|dc.description.abstract||Meiotic prophase I pachytene meiocytes exhibit a highly characteristic chromatin architecture. Running the length of every chromosome, the chromatin is packaged into sequential loop arrays emanating from a proteinaceous core, known as the synaptonemal complex (SC). The configuration of these chromatin loop arrays, including loop density and positioning, has been proposed to significantly impact on the distribution of meiotic recombination, a key process in the promotion of the faithful segregation of homologous chromosomes at the first meiotic division. This relationship is primarily based on observations made in lower-order organisms, therefore this thesis sought to characterise the fundamental principles of meiotic chromatin organisation at the level of individual chromatin loops in mice.

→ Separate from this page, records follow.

#[cfg(test)]
mod tests {
    use super::*;
    use crate::engine::clock::ManualClock;
    use proptest::prelude::*;
    use rand::SeedableRng;

    fn make_bot(health: i32) -> (Bot, Arc<ManualClock>) {
        let clock = Arc::new(ManualClock::new());
        let bot = Bot::new(
            BotId::new(1),
            health,
            clock.clone(),
            ChaCha8Rng::seed_from_u64(42),
        );
        (bot, clock)
    }

    fn assert_timers_in_range(bot: &Bot) {
        assert!((IDLE_TIMER_SECS.0..=IDLE_TIMER_SECS.1).contains(&bot.idle_timer()));
        assert!((PATROL_TIMER_SECS.0..=PATROL_TIMER_SECS.1).contains(&bot.patrol_timer()));
    }

    /// Idle -> Chase -> Attack with a visible player.
    fn drive_to_attack(bot: &mut Bot) {
        assert_eq!(bot.update(Perception::seen_at(20.0)).state, BotState::Chase);
        assert_eq!(bot.update(Perception::seen_at(8.0)).state, BotState::Attack);
    }

    #[test]
    fn test_new_bot_defaults() {
        let (bot, _) = make_bot(100);
        let snap = bot.snapshot();
        assert_eq!(snap.bot_id, "bot_1");
        assert_eq!(snap.state, BotState::Idle);
        assert_eq!(snap.reason, "Bot initialized");
        assert_eq!(snap.health, 100);
        assert_eq!(snap.max_health, 100);
        assert!(!snap.player_visible);
        assert_eq!(snap.player_distance, None);
        assert_eq!(snap.time_in_state, 0.0);
        assert_timers_in_range(&bot);
    }

    #[test]
    fn test_idle_detects_player_regardless_of_elapsed() {
        let (mut bot, clock) = make_bot(100);
        clock.advance_secs(60.0);
        let snap = bot.update(Perception::seen_at(10.0));
        assert_eq!(snap.state, BotState::Chase);
        assert_eq!(snap.reason, "Player detected nearby");
        assert_eq!(snap.time_in_state, 0.0);
    }

    #[test]
    fn test_idle_timer_expires_into_patrol() {
        let (mut bot, clock) = make_bot(100);
        let idle_timer = bot.idle_timer();

        clock.advance_secs(idle_timer - 0.1);
        assert_eq!(bot.update(Perception::unseen()).state, BotState::Idle);

        clock.advance_secs(0.2);
        let snap = bot.update(Perception::unseen());
        assert_eq!(snap.state, BotState::Patrol);
        assert_eq!(snap.reason, "Idle timer expired");
        assert_timers_in_range(&bot);
    }

    #[test]
    fn test_patrol_completes_back_to_idle() {
        let (mut bot, clock) = make_bot(100);
        clock.advance_secs(IDLE_TIMER_SECS.1 + 0.01);
        bot.update(Perception::unseen());
        assert_eq!(bot.state(), BotState::Patrol);

        clock.advance_secs(PATROL_TIMER_SECS.1 + 0.01);
        let snap = bot.update(Perception::unseen());
        assert_eq!(snap.state, BotState::Idle);
        assert_eq!(snap.reason, "Patrol complete");
    }

    #[test]
    fn test_chase_low_health_flees_before_attacking() {
        let (mut bot, _) = make_bot(100);
        bot.update(Perception::seen_at(20.0));
        assert_eq!(bot.state(), BotState::Chase);

        bot.take_damage(85).unwrap();
        assert_eq!(bot.health(), 15);
        let snap = bot.update(Perception::seen_at(8.0));
        assert_eq!(snap.state, BotState::Flee);
        assert_eq!(snap.reason, "Health critical during chase");
    }

    #[test]
    fn test_attack_to_flee_end_to_end() {
        let (mut bot, _) = make_bot(100);
        drive_to_attack(&mut bot);

        let change = bot.take_damage(85).unwrap();
        assert_eq!(change.previous_health, 100);
        assert_eq!(change.current_health, 15);
        // Damage alone does not move the state machine
        assert_eq!(change.snapshot.state, BotState::Attack);

        let snap = bot.update(Perception::seen_at(8.0));
        assert_eq!(snap.state, BotState::Flee);
        assert_eq!(snap.reason, "Health critical, retreating from combat");
    }

    #[test]
    fn test_flee_recovers_into_chase() {
        let (mut bot, _) = make_bot(100);
        drive_to_attack(&mut bot);
        bot.take_damage(85).unwrap();
        bot.update(Perception::seen_at(8.0));
        assert_eq!(bot.state(), BotState::Flee);

        let change = bot.heal(55).unwrap();
        assert_eq!(change.current_health, 70);
        let snap = bot.update(Perception::seen_at(20.0));
        assert_eq!(snap.state, BotState::Chase);
        assert_eq!(snap.reason, "Health recovered, re-engaging");
    }

    #[test]
    fn test_zero_health_dies_on_next_update_only() {
        let (mut bot, _) = make_bot(100);
        let change = bot.take_damage(150).unwrap();
        assert_eq!(change.current_health, 0);
        assert_eq!(bot.state(), BotState::Idle);

        let snap = bot.update(Perception::seen_at(5.0));
        assert_eq!(snap.state, BotState::Dead);
        assert_eq!(snap.reason, "Health depleted");
    }

    #[test]
    fn test_heal_before_update_averts_death() {
        let (mut bot, _) = make_bot(100);
        bot.take_damage(100).unwrap();
        bot.heal(40).unwrap();
        let snap = bot.update(Perception::unseen());
        assert_ne!(snap.state, BotState::Dead);
    }

    #[test]
    fn test_dead_is_sticky_until_reset() {
        let (mut bot, clock) = make_bot(100);
        bot.take_damage(100).unwrap();
        bot.update(Perception::unseen());
        assert_eq!(bot.state(), BotState::Dead);

        bot.heal(80).unwrap();
        clock.advance_secs(30.0);
        for p in [
            Perception::seen_at(5.0),
            Perception::seen_at(25.0),
            Perception::unseen(),
        ] {
            let snap = bot.update(p);
            assert_eq!(snap.state, BotState::Dead);
            assert_eq!(snap.reason, "Health depleted");
        }

        let snap = bot.reset();
        assert_eq!(snap.state, BotState::Idle);
        assert_eq!(snap.health, 100);
    }

    #[test]
    fn test_dead_still_records_perception() {
        let (mut bot, _) = make_bot(100);
        bot.take_damage(100).unwrap();
        bot.update(Perception::unseen());
        let snap = bot.update(Perception::seen_at(12.346));
        assert_eq!(snap.state, BotState::Dead);
        assert!(snap.player_visible);
        assert_eq!(snap.player_distance, Some(12.35));
    }

    #[test]
    fn test_self_transition_keeps_clock_and_timers() {
        let (mut bot, clock) = make_bot(100);
        bot.take_damage(100).unwrap();
        bot.update(Perception::unseen());
        let entered_at = bot.last_transition_at();
        let timers = (bot.idle_timer(), bot.patrol_timer());

        clock.advance_secs(2.5);
        // Death rule fires again but targets the current state
        let snap = bot.update(Perception::unseen());
        assert_eq!(bot.last_transition_at(), entered_at);
        assert_eq!((bot.idle_timer(), bot.patrol_timer()), timers);
        assert_eq!(snap.time_in_state, 2.5);
    }

    #[test]
    fn test_no_match_keeps_reason_and_clock() {
        let (mut bot, clock) = make_bot(100);
        bot.update(Perception::seen_at(20.0));
        let entered_at = bot.last_transition_at();

        clock.advance_secs(1.0);
        // Visible at mid range: chase has nothing to do
        let snap = bot.update(Perception::seen_at(20.0));
        assert_eq!(snap.state, BotState::Chase);
        assert_eq!(snap.reason, "Player detected nearby");
        assert_eq!(bot.last_transition_at(), entered_at);
    }

    #[test]
    fn test_entering_idle_redraws_only_idle_timer() {
        let (mut bot, clock) = make_bot(100);
        bot.update(Perception::seen_at(20.0));
        bot.take_damage(85).unwrap();
        bot.update(Perception::seen_at(20.0));
        assert_eq!(bot.state(), BotState::Flee);
        let patrol_timer = bot.patrol_timer();

        clock.advance_secs(1.0);
        let snap = bot.update(Perception::seen_at(70.0));
        assert_eq!(snap.state, BotState::Idle);
        assert_eq!(snap.reason, "Safe distance reached");
        assert_eq!(bot.patrol_timer(), patrol_timer);
        assert_timers_in_range(&bot);
    }

    #[test]
    fn test_reset_restores_fresh_idle() {
        let (mut bot, clock) = make_bot(80);
        drive_to_attack(&mut bot);
        clock.advance_secs(4.0);
        bot.take_damage(30).unwrap();

        let snap = bot.reset();
        assert_eq!(snap.state, BotState::Idle);
        assert_eq!(snap.reason, "Bot reset");
        assert_eq!(snap.health, 80);
        assert!(!snap.player_visible);
        assert_eq!(snap.player_distance, None);
        assert_eq!(snap.time_in_state, 0.0);
        assert_eq!(bot.last_transition_at(), clock.now());
        assert_timers_in_range(&bot);
    }

    #[test]
    fn test_negative_amounts_rejected() {
        let (mut bot, _) = make_bot(100);
        bot.take_damage(10).unwrap();

        let err = bot.take_damage(-5).unwrap_err();
        assert!(matches!(err, BotError::NegativeAmount { field: "damage", amount: -5 }));
        let err = bot.heal(-5).unwrap_err();
        assert!(matches!(err, BotError::NegativeAmount { field: "amount", amount: -5 }));
        assert_eq!(bot.health(), 90);
    }

    #[test]
    fn test_huge_amounts_saturate() {
        let (mut bot, _) = make_bot(100);
        assert_eq!(bot.take_damage(i64::MAX).unwrap().current_health, 0);
        assert_eq!(bot.heal(i64::MAX).unwrap().current_health, 100);
    }

    #[test]
    fn test_perception_validation() {
        assert!(Perception::new(true, Some(0.0)).is_ok());
        assert!(Perception::new(false, None).is_ok());
        assert_eq!(
            Perception::new(true, Some(-1.0)),
            Err(BotError::InvalidDistance(-1.0))
        );
        assert!(Perception::new(true, Some(f64::INFINITY)).is_err());
    }

    #[test]
    fn test_unknown_distance_counts_as_far() {
        let (mut bot, _) = make_bot(100);
        bot.update(Perception::seen_at(20.0));
        // Visible, but no distance information: out of chase range
        let snap = bot.update(Perception {
            visible: true,
            distance: None,
        });
        assert_eq!(snap.state, BotState::Patrol);
        assert_eq!(snap.reason, "Player out of range");
    }

    #[test]
    fn test_same_seed_same_timers() {
        let (a, _) = make_bot(100);
        let (b, _) = make_bot(100);
        assert_eq!(a.idle_timer(), b.idle_timer());
        assert_eq!(a.patrol_timer(), b.patrol_timer());
    }

    #[test]
    fn test_snapshot_json_shape() {
        let (mut bot, clock) = make_bot(100);
        clock.advance_secs(1.234);
        let json = serde_json::to_value(bot.snapshot()).unwrap();
        assert_eq!(json["bot_id"], "bot_1");
        assert_eq!(json["state"], "idle");
        assert_eq!(json["player_distance"], serde_json::Value::Null);
        assert_eq!(json["time_in_state"], 1.23);

        bot.update(Perception::seen_at(45.678));
        let json = serde_json::to_value(bot.snapshot()).unwrap();
        assert_eq!(json["player_distance"], 45.68);
    }

    #[derive(Debug, Clone)]
    enum HealthOp {
        Damage(i64),
        Heal(i64),
    }

    fn health_op() -> impl Strategy<Value = HealthOp> {
        prop_oneof![
            (0i64..500).prop_map(HealthOp::Damage),
            (0i64..500).prop_map(HealthOp::Heal),
        ]
    }

    proptest! {
        #[test]
        fn prop_health_stays_in_bounds(
            max_health in 1i32..1000,
            ops in prop::collection::vec(health_op(), 0..50),
        ) {
            let (mut bot, _) = make_bot(max_health);
            for op in ops {
                let change = match op {
                    HealthOp::Damage(n) => bot.take_damage(n).unwrap(),
                    HealthOp::Heal(n) => bot.heal(n).unwrap(),
                };
                prop_assert!(change.current_health >= 0);
                prop_assert!(change.current_health <= max_health);
                prop_assert_eq!(change.current_health, bot.health());
            }
        }
    }
}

To investigate chromosome organisation in mouse meiosis, fluorescence in situ hybridisation (FISH) was conducted to map a single autosomal loop at the HoxA locus on chromosome 6 in pachytene spermatocytes. This approach defined a consistent ~1.3 Mb chromatin loop emanating from the SC. Higher resolution FISH analysis demonstrated that chromatids are tightly clustered when in proximity to the SC but become more separate as the chromatin extends into the loop. Furthermore, the topology of the HoxA loop was shown to be altered in cohesin mutant mice (Smc1β-/- and Smc1β-/-,1α), in which whole chromosome morphology is known to be disrupted, thus supporting the validity of the chromatin loop map and its cohesindependent regulation.
To understand the role of transcription in the maintenance of meiotic chromatin loop architecture in pachytene spermatocytes, FISH analyses were performed following acute transcriptional inhibition. Inhibition led to no significant change in SC length. However, the total nuclear area was substantially reduced as autosomal chromatin was drawn closer to the SC, with no significant change in chromatin compaction. A relatively subtle response was seen on the grossly transcriptionally silent sex chromosomes. On RNase treatment, a similar, yet less substantial, change in chromosome morphology was observed. Collectively, these findings demonstrate that chromatin loop organisation is dependent on a transcriptional component. In mice, the frequency of meiotic crossovers (COs; a product of meiotic recombination) is sexually dimorphic, with an approximately two-fold reduction in male CO frequency relative to females. FISH-based analyses revealed that chromatin loop extensions are significantly longer and chromatid separation substantially greater in spermatocytes, relative to oocytes. Chromatid separation was also found to be significantly greater at two CO hotspots in juvenile males, which experience a reduction in inter-homolog interactions compared to their adult counterparts. Cumulatively, these data indicate that differences in the frequency of inter-homolog interactions and COs correspond with differences in the relative spatial positioning of chromatids.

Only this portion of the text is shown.